問1.A社の担当者は、あなたに対して、「この投資を行うことは事実上もう決定しているので、デューデリジェンスも適当に形だけやっていただければ結構ですよ。」と伝えたとします。この場合、デューデリジェンス作業の責任者である専門家として、あなたはどのような態度を取ることが望ましいですか。下記の選択肢の中から最も適切と考えられるものを選びなさい。
(1) デューデリジェンスの場合、証券取引法や商法に定められた監査とは異なり、任意の調査(レビュー)であるので、基本的にクライアントが求めるレベルの調査を行えばよい。
(2) 今回のような公開会社が行う巨額の投資の場合、後でA社の取締役が代表訴訟された場合等に報告書が証拠として提出される場合もあるので、クライアントの意向に関わりなく、監査法人として専門家の注意義務を果たしたと言える水準の調査を行う。
(3) A社担当者の希望する調査の範囲が、B社への投資を決定するためには不足していると考えられる場合には、A社担当者に、「この範囲では取締役が注意義務違反を問われる可能性がある」旨を告げ、調査範囲の修正を促す。

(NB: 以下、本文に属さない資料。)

//! Admin record endpoints. Same verbs and access rules as users; admins are
//! local accounts.

use super::records::{self, RegisterRequest, StatusRequest, UpdateRequest};
use crate::{
    account::{Account, AccountKind},
    api::{
        envelope::{ErrorBody, Success},
        error::ApiError,
        payload::Payload,
        session::require_admin,
        state::AppState,
    },
};
use axum::{
    extract::{Extension, Path},
    http::HeaderMap,
};
use std::sync::Arc;
use tracing::info;

const KIND: AccountKind = AccountKind::Admin;

#[utoipa::path(
    get,
    path = "/admins",
    responses(
        (status = 200, description = "All admins.", body = [Account]),
        (status = 401, description = "Missing or invalid admin session.", body = ErrorBody),
    ),
    tag = "admins"
)]
pub async fn index(
    headers: HeaderMap,
    Extension(state): Extension<Arc<AppState>>,
) -> Result<Success<Vec<Account>>, ApiError> {
    require_admin(&headers, &state).await?;
    Ok(Success::data(records::list(&state, KIND).await?))
}

#[utoipa::path(
    post,
    path = "/admins",
    request_body = RegisterRequest,
    responses(
        (status = 201, description = "Admin created as pending.", body = Account),
        (status = 401, description = "Missing or invalid admin session.", body = ErrorBody),
        (status = 422, description = "Validation failed or name/email already taken.", body = ErrorBody),
    ),
    tag = "admins"
)]
pub async fn store(
    headers: HeaderMap,
    Extension(state): Extension<Arc<AppState>>,
    Payload(request): Payload<RegisterRequest>,
) -> Result<Success<Account>, ApiError> {
    require_admin(&headers, &state).await?;
    let admin = records::create_admin(&state, request).await?;
    let message = format!("Admin with ID {} was successfully created", admin.id);
    Ok(Success::created(admin).with_message(message))
}

#[utoipa::path(
    get,
    path = "/admins/{id}",
    params(
        ("id" = String, Path, description = "Admin id")
    ),
    responses(
        (status = 200, description = "Admin detail.", body = Account),
        (status = 404, description = "Admin not found.", body = ErrorBody),
    ),
    tag = "admins"
)]
pub async fn show(
    Path(id): Path<String>,
    Extension(state): Extension<Arc<AppState>>,
) -> Result<Success<Account>, ApiError> {
    Ok(Success::data(records::find(&state, KIND, &id).await?))
}

#[utoipa::path(
    put,
    path = "/admins/{id}",
    params(
        ("id" = String, Path, description = "Admin id")
    ),
    request_body = UpdateRequest,
    responses(
        (status = 200, description = "Admin updated.", body = Account),
        (status = 401, description = "Missing or invalid admin session.", body = ErrorBody),
        (status = 404, description = "Admin not found.", body = ErrorBody),
        (status = 422, description = "Validation failed or name/email already taken.", body = ErrorBody),
    ),
    tag = "admins"
)]
pub async fn update(
    headers: HeaderMap,
    Path(id): Path<String>,
    Extension(state): Extension<Arc<AppState>>,
    Payload(request): Payload<UpdateRequest>,
) -> Result<Success<Account>, ApiError> {
    require_admin(&headers, &state).await?;
    Ok(Success::data(
        records::update(&state, KIND, &id, request).await?,
    ))
}

#[utoipa::path(
    delete,
    path = "/admins/{id}",
    params(
        ("id" = String, Path, description = "Admin id")
    ),
    responses(
        (status = 200, description = "Admin deleted; its sessions go with it."),
        (status = 401, description = "Missing or invalid admin session.", body = ErrorBody),
        (status = 404, description = "Admin not found.", body = ErrorBody),
    ),
    tag = "admins"
)]
pub async fn destroy(
    headers: HeaderMap,
    Path(id): Path<String>,
    Extension(state): Extension<Arc<AppState>>,
) -> Result<Success<()>, ApiError> {
    require_admin(&headers, &state).await?;
    records::destroy(&state, KIND, &id).await?;
    Ok(Success::message(format!(
        "Admin with ID {id} was successfully deleted"
    )))
}

#[utoipa::path(
    post,
    path = "/auth/admin/{id}/status",
    params(
        ("id" = String, Path, description = "Admin id")
    ),
    request_body = StatusRequest,
    responses(
        (status = 200, description = "Status changed."),
        (status = 400, description = "Status token is invalid or missing.", body = ErrorBody),
        (status = 401, description = "Missing or invalid admin session.", body = ErrorBody),
        (status = 404, description = "Admin not found.", body = ErrorBody),
    ),
    tag = "admins"
)]
pub async fn change_status(
    headers: HeaderMap,
    Path(id): Path<String>,
    Extension(state): Extension<Arc<AppState>>,
    Payload(request): Payload<StatusRequest>,
) -> Result<Success<()>, ApiError> {
    let principal = require_admin(&headers, &state).await?;
    let admin = records::change_status(&state, KIND, &id, request).await?;
    info!(admin.id = %principal.admin.id, target.id = %admin.id, status = %admin.status, "admin status set");
    Ok(Success::message(format!(
        "Status for the admin with ID {} set to {}",
        admin.id, admin.status
    )))
}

(4) クライアントの希望とは関係なく、監査法人が通常行う項目についての調査を実行する。
問2.あなたは、調査結果を仮にまとめたドラフト版のレポートをA社担当者に提示して最終報告書の打ち合わせをしています。専門家であれば調査の課程で通常なら発見できるであろう いくつかの事項について、A社の担当者から、「これらの事項が記載されていると、当社はB社に投資をできなくなってしまうので、最終報告書からはこれらの部分は削除してほしい。」と依頼があったとします。この場合、責任者のあなたは、どのような態度を取ることが望ましいですか。下記の選択肢の中から最も適切なものを選びなさい。
(1) 監査法人が専門家としての注意義務違反に問われる可能性があるため削除はできない旨を告げて、最終報告書に当該事項の記載を行う。

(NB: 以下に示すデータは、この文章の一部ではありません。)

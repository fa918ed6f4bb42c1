pub mod logging;
pub mod provider;

use clap::{
    builder::styling::{AnsiColor, Effects, Styles},
    Arg, ColorChoice, Command,
};

pub const ARG_PORT: &str = "port";
pub const ARG_DSN: &str = "dsn";
pub const ARG_ADMIN_SESSION_TTL: &str = "admin-session-ttl";

#[must_use]
pub fn new() -> Command {
    let styles = Styles::styled()
        .header(AnsiColor::Yellow.on_default() | Effects::BOLD)
        .usage(AnsiColor::Green.on_default() | Effects::BOLD)
        .literal(AnsiColor::Blue.on_default() | Effects::BOLD)
        .placeholder(AnsiColor::Green.on_default());

    let long_version: &'static str = Box::leak(
        format!("{} - {}", env!("CARGO_PKG_VERSION"), crate::GIT_COMMIT_HASH).into_boxed_str(),
    );

    let command = Command::new("roster")
        .about("User and admin account management")
        .version(env!("CARGO_PKG_VERSION"))
        .long_version(long_version)
        .color(ColorChoice::Auto)
        .styles(styles)
        .arg(
            Arg::new(ARG_PORT)
                .short('p')
                .long("port")
                .help("Port to listen on")
                .default_value("8080")
                .env("ROSTER_PORT")
                .value_parser(clap::value_parser!(u16)),
        )
        .arg(
            Arg::new(ARG_DSN)
                .short('d')
                .long("dsn")
                .help("Database connection string")
                .env("ROSTER_DSN")
                .required(true),
        )
        .arg(
            Arg::new(ARG_ADMIN_SESSION_TTL)
                .long(ARG_ADMIN_SESSION_TTL)
                .help("Admin bearer session TTL in seconds")
                .env("ROSTER_ADMIN_SESSION_TTL")
                .default_value("3600")
                .value_parser(clap::value_parser!(i64)),
        );

    let command = provider::with_args(command);
    logging::with_args(command)
}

(2) 監査法人とA社との関係が悪化する可能性に配慮し、最終報告書には記載しない。
(3) A社の代表者または契約書に記載された相手方担当者に口頭で当該内容について十分説明を行って、それを監査法人内のみで使用する議事録またはワーキングペーパーに記載するにとどめ、最終報告書には当該事項を記載しない。
(4) 「あんたとはもうやってられまへんわ」と言って、デューデリジェンスの担当を辞す。

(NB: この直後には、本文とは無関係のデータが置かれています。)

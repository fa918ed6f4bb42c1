//! Local password hashes.
//!
//! Admin passwords are verified here. User rows only carry a placeholder: the
//! identity provider owns their credentials, so the local hash is of a random
//! value nobody knows and is rotated whenever the provider accepts a new
//! password.

use argon2::{
    password_hash::{PasswordHash, PasswordHasher, PasswordVerifier, SaltString},
    Argon2,
};
use base64ct::{Base64UrlUnpadded, Encoding};
use rand::{rngs::OsRng, RngCore};

#[derive(Debug, thiserror::Error)]
#[error("password hashing failed: {0}")]
pub struct PasswordError(String);

/// Argon2id PHC string for `password`.
///
/// # Errors
/// Returns an error if Argon2 rejects the input.
pub fn hash_password(password: &str) -> Result<String, PasswordError> {
    let salt = SaltString::generate(&mut OsRng);
    Argon2::default()
        .hash_password(password.as_bytes(), &salt)
        .map(|hash| hash.to_string())
        .map_err(|e| PasswordError(e.to_string()))
}

/// Check `password` against a stored PHC string. Malformed hashes never verify.
#[must_use]
pub fn verify_password(password: &str, stored: &str) -> bool {
    PasswordHash::new(stored).is_ok_and(|parsed| {
        Argon2::default()
            .verify_password(password.as_bytes(), &parsed)
            .is_ok()
    })
}

/// Hash of 32 random bytes, stored for provider-backed accounts.
///
/// # Errors
/// Returns an error if Argon2 rejects the input.
pub fn placeholder_hash() -> Result<String, PasswordError> {
    let mut bytes = [0u8; 32];
    OsRng.fill_bytes(&mut bytes);
    hash_password(&Base64UrlUnpadded::encode_string(&bytes))
}

#[cfg(test)]
mod tests {
    use super::*;

    #[test]
    fn hash_verifies_only_the_original_password() -> Result<(), PasswordError> {
        let hash = hash_password("correct horse")?;
        assert!(hash.starts_with("$argon2id$"));
        assert!(verify_password("correct horse", &hash));
        assert!(!verify_password("battery staple", &hash));
        Ok(())
    }

    #[test]
    fn malformed_hash_never_verifies() {
        assert!(!verify_password("anything", "not-a-phc-string"));
        assert!(!verify_password("", ""));
    }

    #[test]
    fn placeholders_are_unique() -> Result<(), PasswordError> {
        let first = placeholder_hash()?;
        let second = placeholder_hash()?;
        assert_ne!(first, second);
        assert!(!verify_password("password", &first));
        Ok(())
    }
}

あなたの勤務する法律事務所は、この公開会社A社からデューデリジェンスの仕事を引き受けることになりました。以下の問3を読んで設問に答えなさい。
問3.あなたの報告書および監査法人が出した報告書には、深刻なB社の法的・財務的問題点が記載されており、普通に考えればB社に対する投資は行うべきでないことが明らかであったとします。これにも関わらず、A社代表者は、B社に対する投資を進めようとしています。
デューデリジェンスを指揮した弁護士であるあなたは、A社代表者に対してどのようなアドバイスをしますか。最も適切なものを選択しなさい。
(1) 取締役の注意義務または忠実義務違反があったとして訴訟されて負ける可能性もあることをA社代表者に説明し、B社に対する投資に強硬に反対する。
(2) 取締役の注意義務または忠実義務違反として訴訟されて負ける可能性もあることを一通り説明して、あとはA社の決定に任せる。
(3) 訴訟になったときに備え、B社に対する投資が合理的であった旨の内部検討資料をA社とともに準備する。
(4) 「あんたとはもうやってられまへんわ」と言って、A社の担当を辞す。